The expected output is exactly the lines below, starting at the line with "let sessions_for_hook = Arc::clone(&sessions);" and ending at the line with "pub fn sessions(&self)", both included; no other line belongs in it.

Extracted records:

::::::::::

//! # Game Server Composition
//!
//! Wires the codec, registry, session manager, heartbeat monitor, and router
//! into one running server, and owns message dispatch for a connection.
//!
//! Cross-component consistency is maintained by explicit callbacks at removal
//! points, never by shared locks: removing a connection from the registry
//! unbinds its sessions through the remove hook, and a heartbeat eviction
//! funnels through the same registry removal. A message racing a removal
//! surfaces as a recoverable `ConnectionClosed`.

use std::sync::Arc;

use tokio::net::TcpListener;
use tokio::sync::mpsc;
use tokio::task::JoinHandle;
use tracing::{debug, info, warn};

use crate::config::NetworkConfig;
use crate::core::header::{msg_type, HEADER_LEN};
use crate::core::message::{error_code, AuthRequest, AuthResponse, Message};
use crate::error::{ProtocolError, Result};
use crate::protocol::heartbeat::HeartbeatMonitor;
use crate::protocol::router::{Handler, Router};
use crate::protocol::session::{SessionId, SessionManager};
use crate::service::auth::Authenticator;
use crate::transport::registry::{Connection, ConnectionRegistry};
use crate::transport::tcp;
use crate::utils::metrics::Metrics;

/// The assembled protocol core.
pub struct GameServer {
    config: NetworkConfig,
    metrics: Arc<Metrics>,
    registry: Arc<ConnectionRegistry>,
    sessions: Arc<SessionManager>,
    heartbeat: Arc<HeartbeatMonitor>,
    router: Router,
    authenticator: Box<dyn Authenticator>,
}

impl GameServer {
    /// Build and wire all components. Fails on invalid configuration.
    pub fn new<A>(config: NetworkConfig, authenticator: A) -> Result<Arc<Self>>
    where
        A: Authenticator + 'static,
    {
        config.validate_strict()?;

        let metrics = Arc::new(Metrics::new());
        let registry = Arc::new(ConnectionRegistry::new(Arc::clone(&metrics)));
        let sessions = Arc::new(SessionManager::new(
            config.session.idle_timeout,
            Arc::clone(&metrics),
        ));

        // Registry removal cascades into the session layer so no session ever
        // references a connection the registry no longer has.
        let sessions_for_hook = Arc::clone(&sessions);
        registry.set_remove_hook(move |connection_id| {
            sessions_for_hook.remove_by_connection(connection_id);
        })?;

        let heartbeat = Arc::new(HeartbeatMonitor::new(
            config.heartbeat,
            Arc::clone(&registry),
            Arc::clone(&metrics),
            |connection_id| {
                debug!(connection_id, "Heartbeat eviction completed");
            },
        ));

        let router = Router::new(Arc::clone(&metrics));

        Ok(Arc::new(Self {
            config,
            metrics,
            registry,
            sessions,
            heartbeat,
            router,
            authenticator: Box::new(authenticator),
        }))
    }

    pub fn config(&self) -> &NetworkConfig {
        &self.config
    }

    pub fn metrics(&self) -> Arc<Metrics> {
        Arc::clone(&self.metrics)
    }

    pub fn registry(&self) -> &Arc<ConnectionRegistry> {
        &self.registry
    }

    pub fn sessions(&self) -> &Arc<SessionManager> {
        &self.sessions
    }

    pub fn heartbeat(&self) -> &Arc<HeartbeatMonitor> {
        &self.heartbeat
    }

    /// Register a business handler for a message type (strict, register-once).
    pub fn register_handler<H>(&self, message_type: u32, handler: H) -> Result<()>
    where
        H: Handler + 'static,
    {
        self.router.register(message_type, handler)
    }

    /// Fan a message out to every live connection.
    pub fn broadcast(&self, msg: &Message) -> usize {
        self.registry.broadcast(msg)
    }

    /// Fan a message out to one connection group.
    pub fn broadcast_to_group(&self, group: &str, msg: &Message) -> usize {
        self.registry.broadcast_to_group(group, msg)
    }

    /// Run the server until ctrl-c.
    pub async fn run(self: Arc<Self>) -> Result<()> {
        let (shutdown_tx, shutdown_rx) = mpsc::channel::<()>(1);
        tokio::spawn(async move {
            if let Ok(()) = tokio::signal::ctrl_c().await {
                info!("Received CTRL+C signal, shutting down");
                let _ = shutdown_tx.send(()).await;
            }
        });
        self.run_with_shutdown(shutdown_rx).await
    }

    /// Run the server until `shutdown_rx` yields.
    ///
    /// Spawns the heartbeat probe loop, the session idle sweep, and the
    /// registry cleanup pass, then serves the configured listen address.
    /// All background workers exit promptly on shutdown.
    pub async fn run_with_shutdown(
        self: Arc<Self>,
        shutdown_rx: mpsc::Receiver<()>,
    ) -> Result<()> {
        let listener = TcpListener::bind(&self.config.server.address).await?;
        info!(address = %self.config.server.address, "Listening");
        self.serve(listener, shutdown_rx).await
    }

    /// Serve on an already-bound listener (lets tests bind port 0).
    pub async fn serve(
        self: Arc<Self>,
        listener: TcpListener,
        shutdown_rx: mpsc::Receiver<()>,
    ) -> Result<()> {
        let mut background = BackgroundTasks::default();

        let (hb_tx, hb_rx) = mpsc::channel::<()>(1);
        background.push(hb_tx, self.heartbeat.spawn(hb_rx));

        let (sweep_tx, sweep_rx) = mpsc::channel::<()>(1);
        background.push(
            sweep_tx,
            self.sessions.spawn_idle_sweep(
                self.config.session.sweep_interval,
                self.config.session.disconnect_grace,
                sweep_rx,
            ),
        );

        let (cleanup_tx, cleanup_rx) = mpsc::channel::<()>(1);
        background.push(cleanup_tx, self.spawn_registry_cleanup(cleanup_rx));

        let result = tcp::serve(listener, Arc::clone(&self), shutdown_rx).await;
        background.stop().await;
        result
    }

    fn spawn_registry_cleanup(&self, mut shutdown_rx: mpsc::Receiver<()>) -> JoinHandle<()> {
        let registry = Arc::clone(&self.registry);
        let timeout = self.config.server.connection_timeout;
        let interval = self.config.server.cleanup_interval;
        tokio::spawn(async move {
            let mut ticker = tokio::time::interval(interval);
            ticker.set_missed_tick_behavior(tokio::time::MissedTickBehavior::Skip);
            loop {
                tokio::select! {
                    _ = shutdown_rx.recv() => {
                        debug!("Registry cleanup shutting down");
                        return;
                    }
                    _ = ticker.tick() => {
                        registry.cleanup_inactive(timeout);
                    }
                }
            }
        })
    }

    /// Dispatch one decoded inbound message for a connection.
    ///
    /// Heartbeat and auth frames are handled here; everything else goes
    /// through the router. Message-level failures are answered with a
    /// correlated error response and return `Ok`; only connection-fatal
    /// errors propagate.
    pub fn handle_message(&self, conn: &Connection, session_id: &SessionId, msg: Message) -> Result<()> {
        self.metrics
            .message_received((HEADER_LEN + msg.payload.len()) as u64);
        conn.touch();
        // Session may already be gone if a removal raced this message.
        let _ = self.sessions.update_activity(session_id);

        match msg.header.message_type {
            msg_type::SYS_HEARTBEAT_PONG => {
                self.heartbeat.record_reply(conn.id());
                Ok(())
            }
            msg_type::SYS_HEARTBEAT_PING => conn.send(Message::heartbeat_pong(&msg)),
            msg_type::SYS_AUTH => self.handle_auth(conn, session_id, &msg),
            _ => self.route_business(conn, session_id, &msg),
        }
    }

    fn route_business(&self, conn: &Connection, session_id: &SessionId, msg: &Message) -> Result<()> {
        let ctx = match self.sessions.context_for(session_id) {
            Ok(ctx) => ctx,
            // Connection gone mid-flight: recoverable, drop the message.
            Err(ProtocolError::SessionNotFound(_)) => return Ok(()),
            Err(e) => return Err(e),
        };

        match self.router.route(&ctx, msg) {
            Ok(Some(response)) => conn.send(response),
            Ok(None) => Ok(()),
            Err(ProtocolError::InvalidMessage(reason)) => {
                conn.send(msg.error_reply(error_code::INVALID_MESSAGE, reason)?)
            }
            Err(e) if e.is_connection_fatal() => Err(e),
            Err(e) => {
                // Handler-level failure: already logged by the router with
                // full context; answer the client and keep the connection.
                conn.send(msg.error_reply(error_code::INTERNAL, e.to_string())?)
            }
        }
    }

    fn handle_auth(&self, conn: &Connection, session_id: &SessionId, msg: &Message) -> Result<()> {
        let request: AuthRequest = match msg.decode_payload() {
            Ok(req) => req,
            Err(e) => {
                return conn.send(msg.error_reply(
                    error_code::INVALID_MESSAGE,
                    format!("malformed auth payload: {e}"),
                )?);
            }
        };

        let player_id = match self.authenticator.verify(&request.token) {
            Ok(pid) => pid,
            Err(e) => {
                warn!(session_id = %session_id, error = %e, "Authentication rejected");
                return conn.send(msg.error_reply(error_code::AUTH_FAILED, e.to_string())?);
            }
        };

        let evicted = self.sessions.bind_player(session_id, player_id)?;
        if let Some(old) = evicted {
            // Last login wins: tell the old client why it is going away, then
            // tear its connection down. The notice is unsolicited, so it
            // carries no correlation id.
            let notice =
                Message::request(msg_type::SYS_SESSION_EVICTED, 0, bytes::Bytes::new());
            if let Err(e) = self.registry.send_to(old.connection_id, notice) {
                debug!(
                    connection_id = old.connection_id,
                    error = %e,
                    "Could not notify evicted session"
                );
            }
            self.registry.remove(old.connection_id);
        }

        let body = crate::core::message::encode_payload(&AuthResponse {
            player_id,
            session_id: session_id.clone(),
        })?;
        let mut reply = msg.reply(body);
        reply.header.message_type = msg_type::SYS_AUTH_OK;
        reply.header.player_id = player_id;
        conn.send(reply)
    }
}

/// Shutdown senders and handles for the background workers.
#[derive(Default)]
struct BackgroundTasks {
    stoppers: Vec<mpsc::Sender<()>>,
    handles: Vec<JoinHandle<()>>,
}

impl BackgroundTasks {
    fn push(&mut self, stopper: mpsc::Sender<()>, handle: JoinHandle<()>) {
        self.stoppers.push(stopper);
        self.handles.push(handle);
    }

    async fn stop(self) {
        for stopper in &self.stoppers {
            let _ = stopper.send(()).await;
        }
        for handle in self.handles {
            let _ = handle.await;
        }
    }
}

::::::::::

Task output:
        let sessions_for_hook = Arc::clone(&sessions);
        registry.set_remove_hook(move |connection_id| {
            sessions_for_hook.remove_by_connection(connection_id);
        })?;

        let heartbeat = Arc::new(HeartbeatMonitor::new(
            config.heartbeat,
            Arc::clone(&registry),
            Arc::clone(&metrics),
            |connection_id| {
                debug!(connection_id, "Heartbeat eviction completed");
            },
        ));

        let router = Router::new(Arc::clone(&metrics));

        Ok(Arc::new(Self {
            config,
            metrics,
            registry,
            sessions,
            heartbeat,
            router,
            authenticator: Box::new(authenticator),
        }))
    }

    pub fn config(&self) -> &NetworkConfig {
        &self.config
    }

    pub fn metrics(&self) -> Arc<Metrics> {
        Arc::clone(&self.metrics)
    }

    pub fn registry(&self) -> &Arc<ConnectionRegistry> {
        &self.registry
    }

    pub fn sessions(&self) -> &Arc<SessionManager> {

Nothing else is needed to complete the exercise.